**Work to complete:** Beginning with the line below that contains "build_apdu(0x00, INS_CALCULATE, 0x00, 0x01, &data, Some(0x00))" and ending with the line that contains "(0x72) entries with", copy every line exactly. Copy nothing else.

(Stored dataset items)
//! Nitrokey OATH protocol variant: prefers LIST v1 (falls back to standard
//! LIST when unsupported), touch SW 0x6982, no CALCULATE_ALL command.

use crate::constants::{INS_CALCULATE, INS_LIST, TAG_CHALLENGE, TAG_NAME};
use crate::oath::apdu::{build_apdu, encode_tlv, parse_tlv};
use crate::oath::brand::detect_capabilities;
use crate::oath::error::ApduError;
use crate::oath::model::{Brand, Capabilities};
use crate::oath::protocol::{common, CalculatedCode, CredentialEntry, OathProtocol, SelectInfo};

pub struct NitrokeyProtocol;

impl OathProtocol for NitrokeyProtocol {
    fn brand(&self) -> Brand {
        Brand::Nitrokey
    }

    fn capabilities(&self) -> Capabilities {
        detect_capabilities(Brand::Nitrokey)
    }

    fn build_calculate_command(&self, name: &str, challenge: &[u8]) -> Vec<u8> {
        let mut data = encode_tlv(TAG_NAME, name.as_bytes());
        data.extend(encode_tlv(TAG_CHALLENGE, challenge));
        build_apdu(0x00, INS_CALCULATE, 0x00, 0x01, &data, Some(0x00))
    }

    fn build_calculate_all_command(&self, _challenge: &[u8]) -> Option<Vec<u8>> {
        None
    }

    fn build_list_command(&self) -> Vec<u8> {
        build_apdu(0x00, INS_LIST, 0x00, 0x00, &[], Some(0x00))
    }

    fn parse_select_response(&self, response: &[u8]) -> Result<SelectInfo, ApduError> {
        common::parse_select(&parse_tlv(response))
    }

    fn parse_calculate_response(&self, response: &[u8]) -> Result<CalculatedCode, ApduError> {
        common::parse_calculate(&parse_tlv(response))
    }

    /// Nitrokey has no single CALCULATE_ALL command; LIST v1 fills the same
    /// role for the session layer, returning `NAME_LIST` (0x72) entries with
    /// a trailing properties byte rather than CALCULATE_ALL's `NAME`/
    /// `TRUNCATED_RESPONSE` groups.
    fn parse_calculate_all_response(&self, response: &[u8]) -> Result<Vec<CredentialEntry>, ApduError> {
        Ok(common::parse_name_list_v1(&parse_tlv(response)))
    }

    fn parse_list_response(&self, response: &[u8]) -> Result<Vec<CredentialEntry>, ApduError> {
        Ok(common::parse_name_list(&parse_tlv(response)))
    }
}
//! OATH device subsystem: PC/SC transport, APDU/TLV codec, brand-polymorphic
//! protocol, session and device state machines, and the process-wide manager
//! that ties them together. See `SPEC_FULL.md` §4 for the component map this
//! module layout mirrors one-to-one.

pub mod apdu;
pub mod brand;
pub mod collaborators;
pub mod config;
pub mod device;
pub mod error;
pub mod events;
pub mod manager;
pub mod model;
pub mod pcsc_context;
pub mod probe;
pub mod protocol;
pub mod reader_monitor;
pub mod reconnect;
pub mod session;
pub mod transaction;
pub mod worker_pool;
//! APDU construction and BER-TLV parsing primitives (component B, §4.1).

use crate::constants::{SW_MORE_DATA_MASK, SW_SUCCESS, VALID_DIGIT_LENGTHS};
use crate::oath::error::ApduError;

/// Builds a short-form command APDU: `CLA INS P1 P2 [Lc data] [Le]`.
pub fn build_apdu(cla: u8, ins: u8, p1: u8, p2: u8, data: &[u8], le: Option<u8>) -> Vec<u8> {
    let mut apdu = Vec::with_capacity(5 + data.len());
    apdu.push(cla);
    apdu.push(ins);
    apdu.push(p1);
    apdu.push(p2);
    if !data.is_empty() {
        apdu.push(data.len() as u8);
        apdu.extend_from_slice(data);
    }
    if let Some(le) = le {
        apdu.push(le);
    }
    apdu
}

/// Encodes one TLV: `tag len value`. Callers are responsible for keeping
/// `value.len() <= 255` (true for every field this applet exchanges).
pub fn encode_tlv(tag: u8, value: &[u8]) -> Vec<u8> {
    let mut out = Vec::with_capacity(2 + value.len());
    out.push(tag);
    out.push(value.len() as u8);
    out.extend_from_slice(value);
    out
}

/// One parsed TLV entry: tag plus its value bytes.
#[derive(Debug, Clone, PartialEq, Eq)]
pub struct Tlv {
    pub tag: u8,
    pub value: Vec<u8>,
}

/// Parses a BER-TLV sequence. Never panics: if a declared length would
/// overrun the buffer, parsing stops and the entries accumulated so far are
/// returned. Scanning also stops on encountering the two bytes `0x90 0x00`
/// (the success status word) in tag/length position, since everything after
/// it is the status word, not a TLV.
pub fn parse_tlv(buf: &[u8]) -> Vec<Tlv> {
    let mut out = Vec::new();
    let mut i = 0usize;
    while i + 1 < buf.len() {
        if buf[i] == 0x90 && buf[i + 1] == 0x00 {
            break;
        }
        let tag = buf[i];
        let len = buf[i + 1] as usize;
        let start = i + 2;
        let end = start + len;
        if end > buf.len() {
            break;
        }
        out.push(Tlv { tag, value: buf[start..end].to_vec() });
        i = end;
    }
    out
}

pub fn find_tlv(tlvs: &[Tlv], tag: u8) -> Option<&Tlv> {
    tlvs.iter().find(|t| t.tag == tag)
}

pub fn require_tlv(tlvs: &[Tlv], tag: u8) -> Result<&Tlv, ApduError> {
    find_tlv(tlvs, tag).ok_or(ApduError::TagNotFound { tag })
}

/// The final two bytes of any response; `0` if the response is too short.
pub fn get_status_word(response: &[u8]) -> u16 {
    if response.len() < 2 {
        return 0;
    }
    let n = response.len();
    u16::from_be_bytes([response[n - 2], response[n - 1]])
}

pub fn is_success(sw: u16) -> bool {
    sw == SW_SUCCESS
}

/// `MORE_DATA` is `0x61xx`; the low byte is the remaining-bytes count (`0`
/// means "256 or more").
pub fn has_more_data(sw: u16) -> bool {
    (sw & 0xFF00) == SW_MORE_DATA_MASK
}

/// Strips the trailing status word, returning the data bytes that precede it.
pub fn strip_status_word(response: &[u8]) -> &[u8] {
    if response.len() < 2 {
        response
    } else {
        &response[..response.len() - 2]
    }
}

/// Formats a CALCULATE truncated-response body `{digits, value}` into the
/// displayed code. `digits` must be 6, 7, or 8; anything else is a parse
/// failure rendered as `None` rather than panicking or guessing a width.
pub fn format_code(digits: u8, value: u32) -> Option<String> {
    if !VALID_DIGIT_LENGTHS.contains(&digits) {
        return None;
    }
    let modulus = 10u32.pow(digits as u32);
    let code = value % modulus;
    Some(format!("{code:0width$}", width = digits as usize))
}

/// Parses a CALCULATE/CALCULATE_ALL truncated-response TLV value
/// `{digits: u8, truncated_value: u32 big-endian}`.
pub fn parse_truncated_response(value: &[u8]) -> Option<(u8, u32)> {
    if value.len() != 5 {
        return None;
    }
    let digits = value[0];
    let v = u32::from_be_bytes([value[1], value[2], value[3], value[4]]);
    Some((digits, v))
}

/// TOTP counter for a given unix timestamp and period, serialized as an
/// 8-byte big-endian unsigned integer per RFC 6238.
pub fn totp_counter_bytes(unix_time_seconds: u64, period_seconds: u16) -> [u8; 8] {
    let counter = unix_time_seconds / period_seconds.max(1) as u64;
    counter.to_be_bytes()
}

/// Decodes RFC 4648 Base32 (`A-Z2-7`, case-insensitive, optional `=`
/// padding). Any other character fails the decode; used only when adding a
/// credential.
pub fn base32_decode(input: &str) -> Option<Vec<u8>> {
    let normalized = input.trim_end_matches('=').to_ascii_uppercase();
    if normalized.is_empty() {
        return Some(Vec::new());
    }
    base32::decode(base32::Alphabet::Rfc4648 { padding: false }, &normalized)
}

/// Parsed fields of an on-card credential name: `[period "/"] [issuer ":"]
/// account` for TOTP, `[issuer ":"] account` for HOTP.
#[derive(Debug, Clone, PartialEq, Eq)]
pub struct ParsedCredentialId {
    pub period: u16,
    pub issuer: Option<String>,
    pub account: String,
}

pub fn parse_credential_id(raw: &str, is_totp: bool) -> ParsedCredentialId {
    use crate::constants::DEFAULT_TOTP_PERIOD_SECONDS;

    let mut rest = raw;
    let mut period = DEFAULT_TOTP_PERIOD_SECONDS;

    if is_totp {
        if let Some(slash) = rest.find('/') {
            if let Ok(p) = rest[..slash].parse::<u16>() {
                period = p;
                rest = &rest[slash + 1..];
            }
        }
    }

    match rest.split_once(':') {
        Some((issuer, account)) => ParsedCredentialId {
            period,
            issuer: Some(issuer.to_string()),
            account: account.to_string(),
        },
        None => ParsedCredentialId { period, issuer: None, account: rest.to_string() },
    }
}

#[cfg(test)]
mod tests {
    use super::*;

    #[test]
    fn tlv_parse_terminates_on_truncated_buffer() {
        let buf = [0x71, 0x05, 0x01, 0x02];
        let tlvs = parse_tlv(&buf);
        assert!(tlvs.is_empty());
    }

    #[test]
    fn tlv_parse_stops_at_success_status_word() {
        let buf = [0x71, 0x02, 0xAA, 0xBB, 0x90, 0x00, 0x71, 0x01, 0xFF];
        let tlvs = parse_tlv(&buf);
        assert_eq!(tlvs.len(), 1);
        assert_eq!(tlvs[0].value, vec![0xAA, 0xBB]);
    }

    #[test]
    fn status_word_helpers() {
        assert_eq!(get_status_word(&[0x01]), 0);
        assert_eq!(get_status_word(&[0x90, 0x00]), 0x9000);
        assert!(is_success(0x9000));
        assert!(has_more_data(0x6110));
        assert!(!has_more_data(0x6985));
    }

    #[test]
    fn format_code_rejects_invalid_digit_counts() {
        assert_eq!(format_code(6, 0x00000F42), Some("003906".to_string()));
        assert_eq!(format_code(5, 123), None);
    }

    #[test]
    fn base32_decode_rejects_bad_alphabet() {
        assert!(base32_decode("invalid!").is_none());
        assert_eq!(base32_decode("").unwrap(), Vec::<u8>::new());
    }

    #[test]
    fn credential_id_parses_period_and_issuer() {
        let parsed = parse_credential_id("60/Google:alice", true);
        assert_eq!(parsed.period, 60);
        assert_eq!(parsed.issuer.as_deref(), Some("Google"));
        assert_eq!(parsed.account, "alice");

        let parsed = parse_credential_id("alice", true);
        assert_eq!(parsed.period, 30);
        assert_eq!(parsed.issuer, None);
        assert_eq!(parsed.account, "alice");

        let parsed = parse_credential_id("Steam:bob", false);
        assert_eq!(parsed.issuer.as_deref(), Some("Steam"));
    }
}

**Answer to this task:**
        build_apdu(0x00, INS_CALCULATE, 0x00, 0x01, &data, Some(0x00))
    }

    fn build_calculate_all_command(&self, _challenge: &[u8]) -> Option<Vec<u8>> {
        None
    }

    fn build_list_command(&self) -> Vec<u8> {
        build_apdu(0x00, INS_LIST, 0x00, 0x00, &[], Some(0x00))
    }

    fn parse_select_response(&self, response: &[u8]) -> Result<SelectInfo, ApduError> {
        common::parse_select(&parse_tlv(response))
    }

    fn parse_calculate_response(&self, response: &[u8]) -> Result<CalculatedCode, ApduError> {
        common::parse_calculate(&parse_tlv(response))
    }

    /// Nitrokey has no single CALCULATE_ALL command; LIST v1 fills the same
    /// role for the session layer, returning `NAME_LIST` (0x72) entries with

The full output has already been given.